Con l’avvento di strumenti IA come AudioCraft per creare brani musicali da zero, o di generatori di immagini basati sempre sull’intelligenza artificiale, la domanda che molti analisti e utenti si sono posti è la seguente: il diritto d’autore vale per le opere generate dall’IA? Dagli Stati Uniti arriva una sentenza storica che risponde alla domanda, e in maniera alquanto decisiva. Secondo il tribunale del Distretto di Columbia, per l’IA non può essere valido il copyright, e per un motivo molto semplice.
Niente copyright per l’IA: ecco perché
La causa intentata da Stephen Thaler contro l’Ufficio del Copyright degli Stati Uniti in seguito al rifiuto del copyright per una immagine creata tramite Creativity Machine – algoritmo realizzato dallo stesso Thaler – si è conclusa sfavorevolmente per lui. Nonostante egli abbia sostenuto che il diniego fosse “arbitrario, capriccioso e non conforme alla legge”, il giudice ha infine stabilito che “l’autorialità umana è un requisito fondamentale del copyright”, e per questo motivo il diritto d’autore non è mai stato concesso a opere prive di guida umana.

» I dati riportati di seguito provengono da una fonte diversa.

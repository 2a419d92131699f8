//! End-to-end registry flows across add, rank, bump, remove, and rebuild.

use phonedir_core::Registry;

#[test]
fn full_lifecycle_of_a_single_entry() {
    let mut registry = Registry::new();

    let added = registry.add("foo", "+359878123456", 20).unwrap();
    assert_eq!(added.number.as_str(), "+359878123456");
    assert_eq!(added.calls, 20);

    let fetched = registry.get("foo").unwrap();
    assert_eq!(fetched.name, "foo");
    assert_eq!(fetched.calls, 20);

    assert!(registry.record_calls("foo", 20));
    let bumped = registry.get("foo").unwrap();
    assert_eq!(bumped.number.as_str(), "+359878123456");
    assert_eq!(bumped.calls, 40);

    assert!(registry.remove("foo"));
    assert!(registry.get("foo").is_none());
}

#[test]
fn ranking_survives_churn() {
    let mut registry = Registry::new();
    let raw = |i: usize| format!("0878{:06}", 200000 + i);

    for i in 0..8 {
        registry
            .add(format!("caller{i}"), &raw(i), (i as u64) * 10)
            .unwrap();
    }

    // Adds only: the five largest counts, descending.
    let counts: Vec<u64> = registry.top_calls().iter().map(|e| e.calls).collect();
    assert_eq!(counts, [70, 60, 50, 40, 30]);

    // Bump a mid-ranked entry to the top.
    assert!(registry.record_calls("caller4", 100));
    let top = registry.top_calls();
    assert_eq!(top[0].name, "caller4");
    assert_eq!(top[0].calls, 140);

    // Removing the leader forces a rebuild that surfaces caller2, which
    // the incremental ranking had evicted long ago.
    assert!(registry.remove("caller4"));
    let counts: Vec<u64> = registry.top_calls().iter().map(|e| e.calls).collect();
    assert_eq!(counts, [70, 60, 50, 30, 20]);

    // A repeat read with no mutation in between is identical.
    let again: Vec<u64> = registry.top_calls().iter().map(|e| e.calls).collect();
    assert_eq!(again, counts);
}

#[test]
fn print_all_is_name_ordered() {
    let mut registry = Registry::new();
    registry.add("bob", "0888234567", 1).unwrap();
    registry.add("alice", "+359878123456", 20).unwrap();
    registry.add("carol", "00359897555555", 7).unwrap();

    let mut sink = Vec::new();
    registry.print_all(&mut sink).unwrap();
    let text = String::from_utf8(sink).unwrap();

    let lines: Vec<&str> = text.lines().collect();
    assert_eq!(lines.len(), 3);
    assert!(lines[0].starts_with("alice "));
    assert!(lines[1].starts_with("bob "));
    assert!(lines[2].starts_with("carol "));
    assert!(lines[0].contains("+359878123456"));
    assert!(lines[0].contains("20"));
}
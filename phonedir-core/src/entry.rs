//! Directory entries and their two comparison functions.
//!
//! Identity and ranking are deliberately separate. `PartialEq`/`Hash`
//! compare by name only, so an entry whose call count changed is still the
//! same logical entry for containment checks; [`cmp_by_calls`] is the
//! ranking comparator the top-K cache orders by. The two must never be
//! conflated.

use crate::number::NormalizedNumber;
use std::cmp::Ordering;
use std::fmt;
use std::hash::{Hash, Hasher};

/// A named phone number with its outgoing-call count.
#[derive(Debug, Clone)]
pub struct Entry {
    /// Unique key within a directory.
    pub name: String,
    /// Canonical phone number.
    pub number: NormalizedNumber,
    /// Outgoing calls recorded so far.
    pub calls: u64,
}

impl Entry {
    pub fn new(name: impl Into<String>, number: NormalizedNumber, calls: u64) -> Self {
        Self {
            name: name.into(),
            number,
            calls,
        }
    }
}

impl PartialEq for Entry {
    fn eq(&self, other: &Self) -> bool {
        self.name == other.name
    }
}

impl Eq for Entry {}

impl Hash for Entry {
    fn hash<H: Hasher>(&self, state: &mut H) {
        self.name.hash(state);
    }
}

impl fmt::Display for Entry {
    fn fmt(&self, f: &mut fmt::Formatter<'_>) -> fmt::Result {
        write!(f, "{} {} ({} calls)", self.name, self.number, self.calls)
    }
}

/// Ranking comparator for the top-K cache: call count ascending, ties
/// broken by name descending. The greatest element is therefore the entry
/// with the most calls and, among equal counts, the lexicographically
/// smallest name.
pub fn cmp_by_calls(a: &Entry, b: &Entry) -> Ordering {
    a.calls.cmp(&b.calls).then_with(|| b.name.cmp(&a.name))
}
use axum::{middleware, routing::get, Router};
use std::sync::Arc;
use tower_http::trace::TraceLayer;

use crate::api::endpoints::{health_handler, price_handler};
use crate::drink_service::DrinkService;
use crate::metrics::filter::PathRules;
use crate::metrics::middleware::track_metrics;

pub const PRICE_ROUTE: &str = "/drink/{drink}/price";
pub const HEALTH_ROUTE: &str = "/admin/health";

// Creates the API router with all the necessary routes and middleware.
// Request metrics are attached with `layer` rather than `route_layer` so that
// unmatched requests, such as browsers asking for a favicon, are seen too.
pub fn api_router(drink_service: Arc<DrinkService>, path_rules: PathRules) -> Router {
    Router::new()
        .route(PRICE_ROUTE, get(price_handler))
        .route(HEALTH_ROUTE, get(health_handler))
        .with_state(drink_service)
        .layer(middleware::from_fn_with_state(path_rules, track_metrics))
        .layer(TraceLayer::new_for_http())
}
use ::metrics::{counter, histogram};
use axum::{
    body::Body,
    extract::{MatchedPath, State},
    http::Request,
    middleware::Next,
    response::Response,
};
use std::time::Instant;

use crate::metrics::filter::PathRules;
use crate::metrics::{HTTP_REQUESTS, HTTP_REQUESTS_DURATION, PATH_LABEL};

/// `path` label shared by every request that matched no route.
pub const UNMATCHED_PATH: &str = "unmatched";

// Records a request counter and a latency histogram for every request.
// Matched requests are labelled with their route template. Unmatched requests
// share one label so that arbitrary 404 paths can't grow the registry, except
// for denied paths, which keep their raw path so the recorder drops them.
pub async fn track_metrics(
    State(rules): State<PathRules>,
    request: Request<Body>,
    next: Next,
) -> Response {
    let start = Instant::now();
    let path = path_label(&rules, &request);
    let method = request.method().to_string();

    let response = next.run(request).await;

    let latency = start.elapsed().as_secs_f64();
    let status = response.status().as_u16().to_string();

    let labels = [
        ("method", method),
        (PATH_LABEL, path),
        ("status", status),
    ];

    counter!(HTTP_REQUESTS, &labels).increment(1);
    histogram!(HTTP_REQUESTS_DURATION, &labels).record(latency);

    response
}

fn path_label(rules: &PathRules, request: &Request<Body>) -> String {
    if let Some(matched) = request.extensions().get::<MatchedPath>() {
        return matched.as_str().to_owned();
    }

    let raw = request.uri().path();
    if rules.is_denied(raw) {
        raw.to_owned()
    } else {
        UNMATCHED_PATH.to_owned()
    }
}
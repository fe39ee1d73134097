pub mod endpoints;
pub mod router;
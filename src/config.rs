use std::time::Duration;

/// Shape of the detailed timer: where samples are expected to land and the
/// latency objective that should show up as its own histogram boundary.
#[derive(Clone, Debug)]
pub struct TimerConfig {
    pub minimum_expected: Duration,
    pub maximum_expected: Duration,
    pub sla: Duration,
    /// Number of equal-width buckets between the minimum and maximum.
    pub steps: u32,
}

impl TimerConfig {
    /// Histogram boundaries in seconds, ascending, always containing the SLA.
    pub fn buckets(&self) -> Vec<f64> {
        let steps = self.steps.max(1);
        let band = self.maximum_expected.saturating_sub(self.minimum_expected);
        let sla = self.sla.as_secs_f64();

        let mut buckets: Vec<f64> = (0..=steps)
            .map(|i| (self.minimum_expected + band * i / steps).as_secs_f64())
            .filter(|bound| (bound - sla).abs() > 1e-9)
            .collect();
        buckets.push(sla);
        buckets.sort_by(f64::total_cmp);
        buckets
    }
}

/// Shape of the value distribution summary.
#[derive(Clone, Debug)]
pub struct SummaryConfig {
    /// Every recorded value is multiplied by this factor.
    pub scale: f64,
    pub minimum_expected: f64,
    pub maximum_expected: f64,
    /// Samples older than this drop out of the rolling quantile window.
    pub expiry: Duration,
}

impl SummaryConfig {
    /// One bucket per unit step across the expected range.
    pub fn buckets(&self) -> Vec<f64> {
        let mut buckets = Vec::new();
        let mut bound = self.minimum_expected;
        while bound <= self.maximum_expected {
            buckets.push(bound);
            bound += 1.0;
        }
        buckets
    }
}

/// Everything the Prometheus recorder needs to know, kept out of the pricing
/// code so that it only deals with plain metric handles.
#[derive(Clone, Debug)]
pub struct MetricsConfig {
    pub common_labels: Vec<(String, String)>,
    pub denied_path_prefixes: Vec<String>,
    pub denied_path_fragments: Vec<String>,
    pub quantiles: Vec<f64>,
    pub detailed_timer: TimerConfig,
    pub value_summary: SummaryConfig,
    pub http_duration_buckets: Vec<f64>,
}

impl MetricsConfig {
    pub fn with_common_labels(host: &str, service: &str, region: &str) -> Self {
        Self {
            common_labels: vec![
                ("host".to_string(), host.to_string()),
                ("service".to_string(), service.to_string()),
                ("region".to_string(), region.to_string()),
            ],
            ..Self::default()
        }
    }
}

impl Default for MetricsConfig {
    fn default() -> Self {
        Self {
            common_labels: vec![
                ("host".to_string(), "localhost".to_string()),
                ("service".to_string(), "cafeservice".to_string()),
                ("region".to_string(), "EU-WEST-1".to_string()),
            ],
            denied_path_prefixes: vec!["/admin".to_string()],
            denied_path_fragments: vec!["favicon".to_string()],
            quantiles: vec![0.5, 0.95],
            detailed_timer: TimerConfig {
                minimum_expected: Duration::from_millis(450),
                maximum_expected: Duration::from_millis(550),
                sla: Duration::from_millis(500),
                steps: 4,
            },
            value_summary: SummaryConfig {
                scale: 10.0,
                minimum_expected: 20.0,
                maximum_expected: 30.0,
                expiry: Duration::from_secs(60 * 60),
            },
            http_duration_buckets: vec![
                0.005, 0.01, 0.025, 0.05, 0.1, 0.25, 0.5, 1.0, 2.5, 5.0, 10.0,
            ],
        }
    }
}

/// Bounds of the simulated work performed on every pricing call.
#[derive(Clone, Copy, Debug)]
pub struct WorkConfig {
    pub min: Duration,
    pub spread: Duration,
}

impl Default for WorkConfig {
    fn default() -> Self {
        Self {
            min: Duration::from_millis(450),
            spread: Duration::from_millis(100),
        }
    }
}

Tuttavia, il giudice ha riconosciuto che le sfide attuali porteranno a molti altri casi simili, con milioni di artisti pronti a usare i generatori IA per creare nuove opere. Dunque, non mancheranno nuovi “interrogativi complessi riguardo a quanto sia necessario l’apporto umano”.
Insomma, questa sentenza ora costituisce un precedente importante, ma nuove analisi potrebbero portare a una risoluzione differente della questione sul rapporto tra copyright e IA. In Italia, nel mentre, AudioCoop (il coordinamento delle etichette discografiche indipendenti italiane) ha apprezzato la sentenza confermando la volontà di oscurare, vietare e non distribuire le opere che hanno avuto un apporto umano pari a meno del 50%.